= Saved entries =
------------------------------------------------------------------------
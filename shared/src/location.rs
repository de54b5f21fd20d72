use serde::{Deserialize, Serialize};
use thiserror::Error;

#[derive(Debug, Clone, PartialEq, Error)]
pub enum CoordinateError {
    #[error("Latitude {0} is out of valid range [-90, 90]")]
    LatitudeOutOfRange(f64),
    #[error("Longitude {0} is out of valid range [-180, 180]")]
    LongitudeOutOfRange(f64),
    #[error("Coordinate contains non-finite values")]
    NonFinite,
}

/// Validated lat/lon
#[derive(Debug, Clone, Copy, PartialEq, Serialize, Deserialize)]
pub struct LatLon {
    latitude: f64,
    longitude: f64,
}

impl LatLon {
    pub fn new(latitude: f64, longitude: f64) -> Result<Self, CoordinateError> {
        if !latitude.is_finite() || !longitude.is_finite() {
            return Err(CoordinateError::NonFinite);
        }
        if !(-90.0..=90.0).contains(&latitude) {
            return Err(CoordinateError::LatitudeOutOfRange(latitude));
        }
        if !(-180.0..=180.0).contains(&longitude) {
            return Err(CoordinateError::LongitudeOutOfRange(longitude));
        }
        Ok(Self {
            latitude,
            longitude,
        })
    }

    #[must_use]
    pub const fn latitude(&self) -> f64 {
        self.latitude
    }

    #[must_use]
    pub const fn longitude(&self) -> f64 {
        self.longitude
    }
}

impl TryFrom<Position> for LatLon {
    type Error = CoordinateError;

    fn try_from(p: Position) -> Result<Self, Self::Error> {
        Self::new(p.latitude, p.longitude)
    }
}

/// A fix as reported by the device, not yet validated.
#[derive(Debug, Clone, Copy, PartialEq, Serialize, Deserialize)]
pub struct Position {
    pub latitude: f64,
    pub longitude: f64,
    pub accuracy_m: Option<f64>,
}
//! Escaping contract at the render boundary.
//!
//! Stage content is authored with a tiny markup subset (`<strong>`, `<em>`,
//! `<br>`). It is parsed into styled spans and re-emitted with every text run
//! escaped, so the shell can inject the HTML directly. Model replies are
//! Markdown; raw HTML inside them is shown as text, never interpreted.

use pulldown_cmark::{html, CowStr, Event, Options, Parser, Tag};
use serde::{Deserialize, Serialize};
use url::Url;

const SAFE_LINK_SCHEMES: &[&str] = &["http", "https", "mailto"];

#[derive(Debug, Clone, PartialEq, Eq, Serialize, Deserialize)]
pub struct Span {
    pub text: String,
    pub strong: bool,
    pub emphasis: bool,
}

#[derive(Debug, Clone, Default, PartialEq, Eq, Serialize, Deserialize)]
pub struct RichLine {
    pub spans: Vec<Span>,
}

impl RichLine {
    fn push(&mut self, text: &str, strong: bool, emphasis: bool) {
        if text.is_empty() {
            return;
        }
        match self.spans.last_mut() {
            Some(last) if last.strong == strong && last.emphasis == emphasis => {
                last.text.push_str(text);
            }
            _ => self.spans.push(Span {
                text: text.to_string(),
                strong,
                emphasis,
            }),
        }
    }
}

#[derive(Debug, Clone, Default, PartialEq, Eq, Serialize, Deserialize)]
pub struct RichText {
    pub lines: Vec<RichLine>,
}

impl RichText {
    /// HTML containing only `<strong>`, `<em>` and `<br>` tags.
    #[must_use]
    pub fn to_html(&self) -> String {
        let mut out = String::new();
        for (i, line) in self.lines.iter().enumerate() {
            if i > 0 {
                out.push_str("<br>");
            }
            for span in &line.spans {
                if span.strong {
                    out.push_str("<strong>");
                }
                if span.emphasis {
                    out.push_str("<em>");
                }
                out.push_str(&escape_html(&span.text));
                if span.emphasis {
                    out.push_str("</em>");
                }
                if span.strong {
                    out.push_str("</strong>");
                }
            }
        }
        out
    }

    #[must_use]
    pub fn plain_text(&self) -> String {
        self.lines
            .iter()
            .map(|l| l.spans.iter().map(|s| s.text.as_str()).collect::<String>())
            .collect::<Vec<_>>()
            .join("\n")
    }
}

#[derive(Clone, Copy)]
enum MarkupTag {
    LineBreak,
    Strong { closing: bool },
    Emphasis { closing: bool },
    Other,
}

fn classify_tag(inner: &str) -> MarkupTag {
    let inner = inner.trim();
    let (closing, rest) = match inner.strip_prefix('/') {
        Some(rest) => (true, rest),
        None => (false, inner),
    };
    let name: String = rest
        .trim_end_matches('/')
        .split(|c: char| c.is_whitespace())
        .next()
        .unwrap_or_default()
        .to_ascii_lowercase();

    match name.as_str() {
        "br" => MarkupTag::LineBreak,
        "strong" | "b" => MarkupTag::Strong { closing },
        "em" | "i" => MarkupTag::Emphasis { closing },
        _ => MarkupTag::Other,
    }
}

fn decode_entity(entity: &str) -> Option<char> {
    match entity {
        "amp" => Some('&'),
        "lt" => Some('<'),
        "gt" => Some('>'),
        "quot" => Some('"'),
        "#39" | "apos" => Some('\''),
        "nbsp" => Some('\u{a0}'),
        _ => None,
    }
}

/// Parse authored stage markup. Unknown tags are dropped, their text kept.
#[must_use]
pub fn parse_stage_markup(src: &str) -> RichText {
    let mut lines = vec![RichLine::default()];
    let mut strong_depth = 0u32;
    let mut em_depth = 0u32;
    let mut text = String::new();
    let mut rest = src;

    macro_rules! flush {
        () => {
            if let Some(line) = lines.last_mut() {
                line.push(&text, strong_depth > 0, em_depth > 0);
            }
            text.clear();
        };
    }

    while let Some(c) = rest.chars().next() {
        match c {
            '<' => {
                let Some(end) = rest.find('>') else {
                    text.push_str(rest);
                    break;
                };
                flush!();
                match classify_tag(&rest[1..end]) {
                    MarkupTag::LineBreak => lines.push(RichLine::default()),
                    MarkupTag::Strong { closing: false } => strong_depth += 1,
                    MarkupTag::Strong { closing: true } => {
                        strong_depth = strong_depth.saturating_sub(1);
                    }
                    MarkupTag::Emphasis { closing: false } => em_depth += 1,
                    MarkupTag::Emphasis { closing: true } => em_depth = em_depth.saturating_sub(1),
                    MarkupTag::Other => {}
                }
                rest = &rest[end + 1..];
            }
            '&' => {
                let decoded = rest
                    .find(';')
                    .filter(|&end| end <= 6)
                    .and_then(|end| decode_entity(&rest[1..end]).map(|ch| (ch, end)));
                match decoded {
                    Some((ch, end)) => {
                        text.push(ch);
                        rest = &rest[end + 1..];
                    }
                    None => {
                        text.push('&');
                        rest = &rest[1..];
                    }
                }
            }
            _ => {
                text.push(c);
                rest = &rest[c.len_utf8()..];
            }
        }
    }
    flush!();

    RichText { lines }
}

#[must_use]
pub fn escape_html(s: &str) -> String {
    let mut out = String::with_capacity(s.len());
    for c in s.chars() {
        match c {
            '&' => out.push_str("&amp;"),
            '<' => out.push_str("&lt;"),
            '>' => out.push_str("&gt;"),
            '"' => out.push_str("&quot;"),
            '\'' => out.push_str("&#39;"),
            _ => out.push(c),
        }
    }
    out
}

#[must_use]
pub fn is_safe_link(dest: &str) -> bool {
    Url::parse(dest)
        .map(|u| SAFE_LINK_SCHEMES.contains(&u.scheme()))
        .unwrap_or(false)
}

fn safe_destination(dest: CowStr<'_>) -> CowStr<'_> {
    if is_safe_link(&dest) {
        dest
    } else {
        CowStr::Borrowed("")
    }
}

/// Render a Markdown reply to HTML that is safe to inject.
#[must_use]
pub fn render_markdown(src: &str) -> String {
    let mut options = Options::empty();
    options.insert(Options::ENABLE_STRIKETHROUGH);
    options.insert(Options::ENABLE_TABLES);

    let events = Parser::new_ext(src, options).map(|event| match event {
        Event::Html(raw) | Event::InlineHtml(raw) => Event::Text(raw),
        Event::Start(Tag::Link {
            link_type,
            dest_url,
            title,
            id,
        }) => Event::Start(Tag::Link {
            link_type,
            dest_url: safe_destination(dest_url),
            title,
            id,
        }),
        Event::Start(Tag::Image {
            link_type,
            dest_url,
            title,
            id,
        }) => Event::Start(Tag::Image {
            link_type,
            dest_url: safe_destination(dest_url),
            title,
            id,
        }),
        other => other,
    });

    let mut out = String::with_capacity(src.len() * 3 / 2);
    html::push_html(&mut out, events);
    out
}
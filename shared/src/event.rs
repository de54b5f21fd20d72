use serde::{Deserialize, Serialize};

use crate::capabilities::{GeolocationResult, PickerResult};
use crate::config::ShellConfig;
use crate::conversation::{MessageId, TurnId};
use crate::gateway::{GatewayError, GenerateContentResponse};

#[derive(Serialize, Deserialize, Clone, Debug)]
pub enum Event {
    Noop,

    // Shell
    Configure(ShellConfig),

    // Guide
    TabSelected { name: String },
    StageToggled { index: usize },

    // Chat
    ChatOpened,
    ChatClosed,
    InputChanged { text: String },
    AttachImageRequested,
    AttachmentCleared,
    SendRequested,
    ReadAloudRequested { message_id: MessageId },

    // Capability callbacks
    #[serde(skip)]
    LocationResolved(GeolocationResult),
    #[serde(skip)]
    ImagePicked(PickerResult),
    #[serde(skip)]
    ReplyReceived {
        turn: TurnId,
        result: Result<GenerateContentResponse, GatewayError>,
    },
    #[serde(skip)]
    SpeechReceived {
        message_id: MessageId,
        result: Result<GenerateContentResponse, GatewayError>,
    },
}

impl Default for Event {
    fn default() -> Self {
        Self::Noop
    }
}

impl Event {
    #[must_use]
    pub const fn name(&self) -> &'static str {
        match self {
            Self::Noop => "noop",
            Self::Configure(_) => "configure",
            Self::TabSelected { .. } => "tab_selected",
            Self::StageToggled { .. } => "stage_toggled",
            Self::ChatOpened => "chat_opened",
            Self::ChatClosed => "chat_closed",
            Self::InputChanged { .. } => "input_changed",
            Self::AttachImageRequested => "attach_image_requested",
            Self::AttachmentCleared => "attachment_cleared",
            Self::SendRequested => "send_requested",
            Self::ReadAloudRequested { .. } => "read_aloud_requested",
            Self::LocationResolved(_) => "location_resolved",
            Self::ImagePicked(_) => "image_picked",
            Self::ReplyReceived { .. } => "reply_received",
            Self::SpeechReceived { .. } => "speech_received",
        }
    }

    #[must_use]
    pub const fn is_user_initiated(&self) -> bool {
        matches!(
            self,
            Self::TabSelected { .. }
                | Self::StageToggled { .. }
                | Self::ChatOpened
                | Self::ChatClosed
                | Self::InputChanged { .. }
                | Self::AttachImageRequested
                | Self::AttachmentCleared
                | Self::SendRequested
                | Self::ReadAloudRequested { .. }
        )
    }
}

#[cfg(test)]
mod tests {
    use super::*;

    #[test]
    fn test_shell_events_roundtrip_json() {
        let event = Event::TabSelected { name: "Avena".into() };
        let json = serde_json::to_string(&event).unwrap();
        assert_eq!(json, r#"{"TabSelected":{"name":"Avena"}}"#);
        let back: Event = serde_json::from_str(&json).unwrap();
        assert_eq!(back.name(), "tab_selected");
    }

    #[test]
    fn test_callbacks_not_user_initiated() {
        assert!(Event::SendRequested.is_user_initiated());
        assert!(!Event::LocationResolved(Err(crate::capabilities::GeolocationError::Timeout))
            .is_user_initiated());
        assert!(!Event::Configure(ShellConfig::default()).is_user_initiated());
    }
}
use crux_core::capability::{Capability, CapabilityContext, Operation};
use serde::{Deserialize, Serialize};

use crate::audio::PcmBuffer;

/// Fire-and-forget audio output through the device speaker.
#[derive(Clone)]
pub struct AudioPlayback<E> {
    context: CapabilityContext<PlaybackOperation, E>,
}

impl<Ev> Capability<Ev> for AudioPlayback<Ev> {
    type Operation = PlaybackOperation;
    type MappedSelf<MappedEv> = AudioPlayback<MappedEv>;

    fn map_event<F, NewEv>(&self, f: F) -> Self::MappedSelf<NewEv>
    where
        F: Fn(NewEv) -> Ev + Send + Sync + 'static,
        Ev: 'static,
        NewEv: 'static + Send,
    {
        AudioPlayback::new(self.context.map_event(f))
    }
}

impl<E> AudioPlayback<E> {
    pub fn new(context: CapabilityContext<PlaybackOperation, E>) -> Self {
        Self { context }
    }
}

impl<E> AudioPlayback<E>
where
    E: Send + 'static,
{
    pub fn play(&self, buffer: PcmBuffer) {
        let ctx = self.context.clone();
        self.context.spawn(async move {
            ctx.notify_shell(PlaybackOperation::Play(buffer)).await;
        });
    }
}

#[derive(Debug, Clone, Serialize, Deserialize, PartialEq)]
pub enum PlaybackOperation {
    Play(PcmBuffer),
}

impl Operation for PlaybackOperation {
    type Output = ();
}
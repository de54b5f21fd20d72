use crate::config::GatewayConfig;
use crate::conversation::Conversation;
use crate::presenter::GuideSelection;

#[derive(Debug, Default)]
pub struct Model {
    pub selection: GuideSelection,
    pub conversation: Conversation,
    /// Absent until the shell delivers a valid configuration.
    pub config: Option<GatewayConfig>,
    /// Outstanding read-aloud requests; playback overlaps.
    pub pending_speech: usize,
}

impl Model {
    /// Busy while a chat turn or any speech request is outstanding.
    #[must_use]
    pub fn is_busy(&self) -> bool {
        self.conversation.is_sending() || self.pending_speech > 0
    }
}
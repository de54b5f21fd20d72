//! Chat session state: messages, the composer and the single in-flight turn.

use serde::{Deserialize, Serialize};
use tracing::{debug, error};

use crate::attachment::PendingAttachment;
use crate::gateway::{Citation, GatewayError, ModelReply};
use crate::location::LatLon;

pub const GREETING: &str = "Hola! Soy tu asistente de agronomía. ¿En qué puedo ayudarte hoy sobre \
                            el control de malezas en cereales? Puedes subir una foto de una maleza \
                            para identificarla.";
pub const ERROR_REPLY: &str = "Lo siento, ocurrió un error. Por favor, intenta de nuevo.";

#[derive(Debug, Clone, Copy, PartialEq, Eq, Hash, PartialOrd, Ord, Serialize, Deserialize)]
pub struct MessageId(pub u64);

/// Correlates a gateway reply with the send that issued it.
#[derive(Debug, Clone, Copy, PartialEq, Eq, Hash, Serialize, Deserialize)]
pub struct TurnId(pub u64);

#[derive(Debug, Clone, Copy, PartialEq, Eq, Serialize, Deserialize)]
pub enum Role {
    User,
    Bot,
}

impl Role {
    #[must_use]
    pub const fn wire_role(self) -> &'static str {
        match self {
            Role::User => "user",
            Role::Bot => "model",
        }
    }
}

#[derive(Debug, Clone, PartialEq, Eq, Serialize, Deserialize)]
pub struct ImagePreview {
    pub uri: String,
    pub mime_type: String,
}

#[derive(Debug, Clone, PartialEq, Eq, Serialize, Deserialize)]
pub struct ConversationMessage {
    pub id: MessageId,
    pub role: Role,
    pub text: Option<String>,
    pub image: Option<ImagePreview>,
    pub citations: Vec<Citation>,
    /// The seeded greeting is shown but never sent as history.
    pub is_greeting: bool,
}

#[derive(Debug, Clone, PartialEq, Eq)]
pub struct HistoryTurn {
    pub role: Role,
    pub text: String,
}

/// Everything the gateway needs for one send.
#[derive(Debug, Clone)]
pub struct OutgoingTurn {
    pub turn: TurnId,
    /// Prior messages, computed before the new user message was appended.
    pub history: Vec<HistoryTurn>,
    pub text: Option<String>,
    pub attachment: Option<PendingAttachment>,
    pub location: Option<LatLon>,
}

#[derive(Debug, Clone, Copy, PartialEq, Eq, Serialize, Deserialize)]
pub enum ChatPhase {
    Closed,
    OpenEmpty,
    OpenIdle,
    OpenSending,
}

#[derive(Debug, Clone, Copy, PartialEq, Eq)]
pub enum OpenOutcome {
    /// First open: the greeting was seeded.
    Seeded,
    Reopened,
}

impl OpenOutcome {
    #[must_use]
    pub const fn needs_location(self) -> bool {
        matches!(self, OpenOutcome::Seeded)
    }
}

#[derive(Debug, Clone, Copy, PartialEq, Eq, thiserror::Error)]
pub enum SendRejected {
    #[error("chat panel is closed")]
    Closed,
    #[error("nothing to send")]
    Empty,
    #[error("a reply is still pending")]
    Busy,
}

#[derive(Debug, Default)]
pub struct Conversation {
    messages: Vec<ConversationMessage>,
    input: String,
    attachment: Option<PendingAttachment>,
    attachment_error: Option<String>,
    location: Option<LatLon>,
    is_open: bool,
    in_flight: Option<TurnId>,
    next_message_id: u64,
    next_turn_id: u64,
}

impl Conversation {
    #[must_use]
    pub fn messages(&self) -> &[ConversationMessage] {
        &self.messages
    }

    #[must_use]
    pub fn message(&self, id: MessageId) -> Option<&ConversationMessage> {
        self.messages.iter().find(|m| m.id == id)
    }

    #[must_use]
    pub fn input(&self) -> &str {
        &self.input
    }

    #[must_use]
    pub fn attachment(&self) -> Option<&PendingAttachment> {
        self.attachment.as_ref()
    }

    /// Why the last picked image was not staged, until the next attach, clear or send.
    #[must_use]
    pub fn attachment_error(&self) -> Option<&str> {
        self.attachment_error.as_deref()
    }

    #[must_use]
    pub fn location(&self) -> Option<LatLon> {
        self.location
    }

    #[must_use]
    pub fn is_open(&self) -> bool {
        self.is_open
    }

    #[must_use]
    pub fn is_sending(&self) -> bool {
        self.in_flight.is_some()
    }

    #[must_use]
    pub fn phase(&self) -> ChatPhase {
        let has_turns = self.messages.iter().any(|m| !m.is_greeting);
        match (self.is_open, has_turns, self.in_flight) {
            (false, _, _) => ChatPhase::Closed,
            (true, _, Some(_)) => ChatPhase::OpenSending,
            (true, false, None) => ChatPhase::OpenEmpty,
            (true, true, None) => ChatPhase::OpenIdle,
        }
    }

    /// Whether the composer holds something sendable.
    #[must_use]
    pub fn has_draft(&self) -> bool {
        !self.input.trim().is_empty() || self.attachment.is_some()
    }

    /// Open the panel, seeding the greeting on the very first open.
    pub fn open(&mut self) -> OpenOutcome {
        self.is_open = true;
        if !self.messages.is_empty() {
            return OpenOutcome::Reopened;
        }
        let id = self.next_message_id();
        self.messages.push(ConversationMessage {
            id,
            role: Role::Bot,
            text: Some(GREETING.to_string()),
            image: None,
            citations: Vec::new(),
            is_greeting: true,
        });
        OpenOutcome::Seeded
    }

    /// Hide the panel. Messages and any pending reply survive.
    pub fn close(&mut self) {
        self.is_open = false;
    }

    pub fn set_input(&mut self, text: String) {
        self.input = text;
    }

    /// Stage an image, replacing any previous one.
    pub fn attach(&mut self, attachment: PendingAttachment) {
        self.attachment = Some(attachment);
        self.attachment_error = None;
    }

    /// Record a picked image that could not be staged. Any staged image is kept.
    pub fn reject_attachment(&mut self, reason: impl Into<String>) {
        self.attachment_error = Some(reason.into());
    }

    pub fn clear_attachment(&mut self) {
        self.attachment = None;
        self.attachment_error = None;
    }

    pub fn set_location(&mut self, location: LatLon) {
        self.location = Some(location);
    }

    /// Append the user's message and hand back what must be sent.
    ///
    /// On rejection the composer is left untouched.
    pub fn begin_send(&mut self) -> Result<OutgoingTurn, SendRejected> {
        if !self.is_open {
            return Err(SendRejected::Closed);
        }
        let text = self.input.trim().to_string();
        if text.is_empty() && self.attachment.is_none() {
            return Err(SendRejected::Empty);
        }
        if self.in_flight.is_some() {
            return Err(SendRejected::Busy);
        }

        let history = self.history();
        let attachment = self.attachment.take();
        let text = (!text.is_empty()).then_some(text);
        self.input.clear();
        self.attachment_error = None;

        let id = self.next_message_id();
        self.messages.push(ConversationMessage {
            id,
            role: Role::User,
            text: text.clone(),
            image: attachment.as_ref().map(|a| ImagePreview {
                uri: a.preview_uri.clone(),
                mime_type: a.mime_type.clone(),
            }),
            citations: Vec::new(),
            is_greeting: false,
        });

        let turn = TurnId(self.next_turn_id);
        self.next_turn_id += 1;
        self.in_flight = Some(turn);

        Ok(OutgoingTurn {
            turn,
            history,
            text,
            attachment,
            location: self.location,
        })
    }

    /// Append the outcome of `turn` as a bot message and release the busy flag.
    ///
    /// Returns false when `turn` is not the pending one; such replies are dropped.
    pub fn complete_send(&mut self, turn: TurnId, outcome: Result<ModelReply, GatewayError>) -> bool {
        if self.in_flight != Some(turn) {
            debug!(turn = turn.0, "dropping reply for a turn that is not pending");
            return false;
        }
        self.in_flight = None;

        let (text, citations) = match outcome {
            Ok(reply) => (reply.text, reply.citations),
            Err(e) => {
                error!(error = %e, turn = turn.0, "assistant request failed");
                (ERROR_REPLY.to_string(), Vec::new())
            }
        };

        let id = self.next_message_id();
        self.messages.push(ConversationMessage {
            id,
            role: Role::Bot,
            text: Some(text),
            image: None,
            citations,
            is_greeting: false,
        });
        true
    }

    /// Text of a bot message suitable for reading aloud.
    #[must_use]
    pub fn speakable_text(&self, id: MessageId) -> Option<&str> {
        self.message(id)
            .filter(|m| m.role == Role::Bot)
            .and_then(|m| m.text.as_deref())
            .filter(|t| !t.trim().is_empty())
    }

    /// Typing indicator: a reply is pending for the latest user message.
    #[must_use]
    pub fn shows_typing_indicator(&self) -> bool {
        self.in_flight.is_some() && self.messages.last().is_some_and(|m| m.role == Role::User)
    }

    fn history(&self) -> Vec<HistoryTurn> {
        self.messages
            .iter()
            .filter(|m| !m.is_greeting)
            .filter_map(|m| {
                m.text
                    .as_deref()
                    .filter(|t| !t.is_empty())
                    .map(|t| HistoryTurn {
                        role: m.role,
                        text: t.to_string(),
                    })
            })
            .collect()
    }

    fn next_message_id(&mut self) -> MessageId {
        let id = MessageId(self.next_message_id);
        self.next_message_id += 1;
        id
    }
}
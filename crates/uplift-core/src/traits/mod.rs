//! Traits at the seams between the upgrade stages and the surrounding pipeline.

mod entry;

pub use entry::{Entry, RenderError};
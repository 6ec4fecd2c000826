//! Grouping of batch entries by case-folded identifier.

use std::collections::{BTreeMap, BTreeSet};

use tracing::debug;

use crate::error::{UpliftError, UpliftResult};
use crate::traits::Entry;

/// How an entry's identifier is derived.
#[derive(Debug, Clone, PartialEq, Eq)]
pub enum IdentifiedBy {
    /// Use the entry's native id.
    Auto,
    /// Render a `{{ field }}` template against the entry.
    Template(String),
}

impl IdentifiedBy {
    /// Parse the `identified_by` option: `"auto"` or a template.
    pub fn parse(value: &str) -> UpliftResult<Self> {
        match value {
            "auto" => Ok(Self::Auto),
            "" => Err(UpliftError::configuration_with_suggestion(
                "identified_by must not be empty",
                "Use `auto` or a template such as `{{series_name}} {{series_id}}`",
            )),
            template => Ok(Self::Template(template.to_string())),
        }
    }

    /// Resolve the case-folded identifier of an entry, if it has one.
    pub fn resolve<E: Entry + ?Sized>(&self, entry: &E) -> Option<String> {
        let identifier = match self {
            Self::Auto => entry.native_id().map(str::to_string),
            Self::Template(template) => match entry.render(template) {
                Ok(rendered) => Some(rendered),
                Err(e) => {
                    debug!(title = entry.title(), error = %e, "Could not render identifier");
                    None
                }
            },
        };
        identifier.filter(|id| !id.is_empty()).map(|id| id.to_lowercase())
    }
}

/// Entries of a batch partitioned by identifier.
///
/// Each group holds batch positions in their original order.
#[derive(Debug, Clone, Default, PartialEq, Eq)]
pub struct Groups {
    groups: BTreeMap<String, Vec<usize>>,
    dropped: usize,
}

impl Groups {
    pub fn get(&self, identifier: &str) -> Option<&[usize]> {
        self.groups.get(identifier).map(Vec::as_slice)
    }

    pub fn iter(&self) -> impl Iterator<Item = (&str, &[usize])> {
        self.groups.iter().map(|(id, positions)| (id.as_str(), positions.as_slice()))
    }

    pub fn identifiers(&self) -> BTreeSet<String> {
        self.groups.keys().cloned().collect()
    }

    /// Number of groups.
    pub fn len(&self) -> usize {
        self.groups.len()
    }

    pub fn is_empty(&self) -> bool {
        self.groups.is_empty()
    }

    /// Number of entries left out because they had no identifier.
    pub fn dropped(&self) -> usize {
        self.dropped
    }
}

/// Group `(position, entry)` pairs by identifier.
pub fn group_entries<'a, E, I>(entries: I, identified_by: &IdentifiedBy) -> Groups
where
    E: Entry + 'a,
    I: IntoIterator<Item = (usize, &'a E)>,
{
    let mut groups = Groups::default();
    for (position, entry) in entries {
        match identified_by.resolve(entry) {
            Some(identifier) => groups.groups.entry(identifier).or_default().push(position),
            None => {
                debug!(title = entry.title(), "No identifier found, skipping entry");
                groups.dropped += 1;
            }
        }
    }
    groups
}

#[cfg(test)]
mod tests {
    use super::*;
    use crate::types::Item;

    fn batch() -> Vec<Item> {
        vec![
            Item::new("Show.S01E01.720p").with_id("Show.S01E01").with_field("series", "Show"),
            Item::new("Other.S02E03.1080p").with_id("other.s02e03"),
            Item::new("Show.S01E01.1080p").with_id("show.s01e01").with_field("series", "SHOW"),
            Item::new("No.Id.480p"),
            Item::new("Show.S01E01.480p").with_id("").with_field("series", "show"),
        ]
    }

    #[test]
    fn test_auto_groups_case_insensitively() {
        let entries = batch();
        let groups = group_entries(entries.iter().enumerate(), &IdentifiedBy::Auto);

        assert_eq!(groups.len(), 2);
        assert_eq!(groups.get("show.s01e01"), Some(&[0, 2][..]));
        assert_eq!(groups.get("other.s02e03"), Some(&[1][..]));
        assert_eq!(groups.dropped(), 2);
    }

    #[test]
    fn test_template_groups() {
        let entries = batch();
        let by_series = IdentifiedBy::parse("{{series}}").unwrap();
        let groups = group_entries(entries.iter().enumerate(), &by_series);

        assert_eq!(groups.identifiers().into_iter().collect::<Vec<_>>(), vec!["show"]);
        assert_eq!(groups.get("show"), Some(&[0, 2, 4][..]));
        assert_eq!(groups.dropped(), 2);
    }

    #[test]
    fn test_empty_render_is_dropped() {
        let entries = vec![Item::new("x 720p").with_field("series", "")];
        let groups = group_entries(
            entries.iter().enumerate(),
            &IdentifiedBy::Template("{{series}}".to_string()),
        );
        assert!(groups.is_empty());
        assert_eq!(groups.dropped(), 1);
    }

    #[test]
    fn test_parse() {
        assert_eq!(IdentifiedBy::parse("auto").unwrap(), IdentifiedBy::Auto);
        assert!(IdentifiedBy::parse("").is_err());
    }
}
------------------------------------------------------------------------
= The task =
From the data above, copy each line that has the string "while".

= Task output =
    while let Some(c) = rest.chars().next() {
    /// Busy while a chat turn or any speech request is outstanding.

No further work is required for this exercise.